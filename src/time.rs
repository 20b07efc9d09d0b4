use crate::data::ScoringError;
use chrono::{DateTime, Duration, NaiveDate, NaiveTime, TimeZone, Timelike, Utc};
use chrono_tz::Tz;
use num::Integer;
#[cfg(feature = "serde")]
use serde::{Deserialize, Serialize};

pub const MINUTES_PER_DAY: u32 = 24 * 60;

/// How finely a day is cut into intervals.
#[derive(Debug, Copy, Clone, PartialEq, Eq)]
#[cfg_attr(feature = "serde", derive(Serialize, Deserialize))]
pub struct Resolution {
    interval_minutes: u32,
}

impl Default for Resolution {
    fn default() -> Self {
        Resolution {
            interval_minutes: 15,
        }
    }
}

impl Resolution {
    /// The interval must evenly divide a day.
    ///
    /// # Examples
    /// ```
    /// use zeitplan_slots::time::Resolution;
    ///
    /// assert_eq!(Resolution::new(15).unwrap().size(), 96);
    /// assert_eq!(Resolution::new(60).unwrap().size(), 24);
    /// assert!(Resolution::new(7).is_err());
    /// assert!(Resolution::new(0).is_err());
    /// ```
    pub fn new(interval_minutes: u32) -> Result<Resolution, ScoringError> {
        if interval_minutes == 0 || MINUTES_PER_DAY % interval_minutes != 0 {
            return Err(ScoringError::invalid(format!(
                "an interval of {} minutes does not divide a day",
                interval_minutes
            )));
        }

        Ok(Resolution { interval_minutes })
    }

    pub fn interval_minutes(self) -> u32 {
        self.interval_minutes
    }

    /// Number of intervals in a day
    pub fn size(self) -> usize {
        (MINUTES_PER_DAY / self.interval_minutes) as usize
    }

    pub fn interval(self) -> Duration {
        Duration::minutes(i64::from(self.interval_minutes))
    }

    fn interval_seconds(self) -> i64 {
        i64::from(self.interval_minutes) * 60
    }

    /// Index of the interval containing `seconds` past midnight, clamped to
    /// `[0, size]`.
    pub fn floor_index(self, seconds: i64) -> usize {
        let index = Integer::div_floor(&seconds, &self.interval_seconds());
        index.clamp(0, self.size() as i64) as usize
    }

    /// Index of the first interval boundary at or after `seconds` past
    /// midnight, clamped to `[0, size]`.
    pub fn ceil_index(self, seconds: i64) -> usize {
        let index = -Integer::div_floor(&-seconds, &self.interval_seconds());
        index.clamp(0, self.size() as i64) as usize
    }

    /// Number of whole intervals needed to hold `duration`.
    ///
    /// # Examples
    /// ```
    /// use chrono::Duration;
    /// use zeitplan_slots::time::Resolution;
    ///
    /// let quarter_hours = Resolution::default();
    /// assert_eq!(quarter_hours.intervals_for(Duration::minutes(60)), 4);
    /// assert_eq!(quarter_hours.intervals_for(Duration::minutes(50)), 4);
    /// assert_eq!(quarter_hours.intervals_for(Duration::minutes(1)), 1);
    /// ```
    pub fn intervals_for(self, duration: Duration) -> usize {
        let intervals = -Integer::div_floor(&-duration.num_seconds(), &self.interval_seconds());
        intervals.max(0) as usize
    }

    pub fn time_floor_index(self, time: NaiveTime) -> usize {
        self.floor_index(i64::from(time.num_seconds_from_midnight()))
    }

    pub fn time_ceil_index(self, time: NaiveTime) -> usize {
        self.ceil_index(i64::from(time.num_seconds_from_midnight()))
    }
}

/// Half-open `[start, end)` range of interval indices within one day.
#[derive(Debug, Copy, Clone, PartialEq, Eq, Hash)]
pub struct TimeRange(pub usize, pub usize);

impl TimeRange {
    /// Construct a new Time Range
    /// Range is half-open on [start, end)
    /// # Examples
    /// ```
    /// use zeitplan_slots::time::TimeRange;
    ///
    /// let test = TimeRange::new(36, 68);
    ///
    /// assert_eq!(test.start(), 36);
    /// assert_eq!(test.end(), 68);
    /// assert_eq!(test.len(), 32);
    /// ```
    pub fn new(start: usize, end: usize) -> TimeRange {
        TimeRange(start, end)
    }

    pub fn start(self) -> usize {
        self.0
    }

    pub fn end(self) -> usize {
        self.1
    }

    pub fn len(self) -> usize {
        self.1.saturating_sub(self.0)
    }

    pub fn is_empty(self) -> bool {
        self.len() == 0
    }

    pub fn contains(self, index: usize) -> bool {
        self.0 <= index && index < self.1
    }

    /// The intervals of the day starting at `day_start` that `[start, end)`
    /// touches, or `None` if it misses the day entirely.
    pub fn within_day(
        day_start: DateTime<Tz>,
        start: DateTime<Utc>,
        end: DateTime<Utc>,
        resolution: Resolution,
    ) -> Option<TimeRange> {
        let day_start = day_start.with_timezone(&Utc);
        let range = TimeRange(
            resolution.floor_index((start - day_start).num_seconds()),
            resolution.ceil_index((end - day_start).num_seconds()),
        );

        if range.is_empty() {
            None
        } else {
            Some(range)
        }
    }
}

/// The instant a local date begins in `tz`. Zones that skip midnight resolve
/// to the earliest instant of that day.
pub fn local_midnight(date: NaiveDate, tz: &Tz) -> Result<DateTime<Tz>, ScoringError> {
    tz.from_local_datetime(&date.and_time(NaiveTime::default()))
        .earliest()
        .or_else(|| {
            tz.from_local_datetime(&date.and_time(NaiveTime::from_hms_opt(1, 0, 0)?))
                .earliest()
        })
        .ok_or_else(|| {
            ScoringError::invalid(format!("{} has no local start in {}", date, tz.name()))
        })
}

Work required: Check each line above for the string "bool" and copy those that have it.

Written reply:
    pub fn is_empty(self) -> bool {
    pub fn contains(self, index: usize) -> bool {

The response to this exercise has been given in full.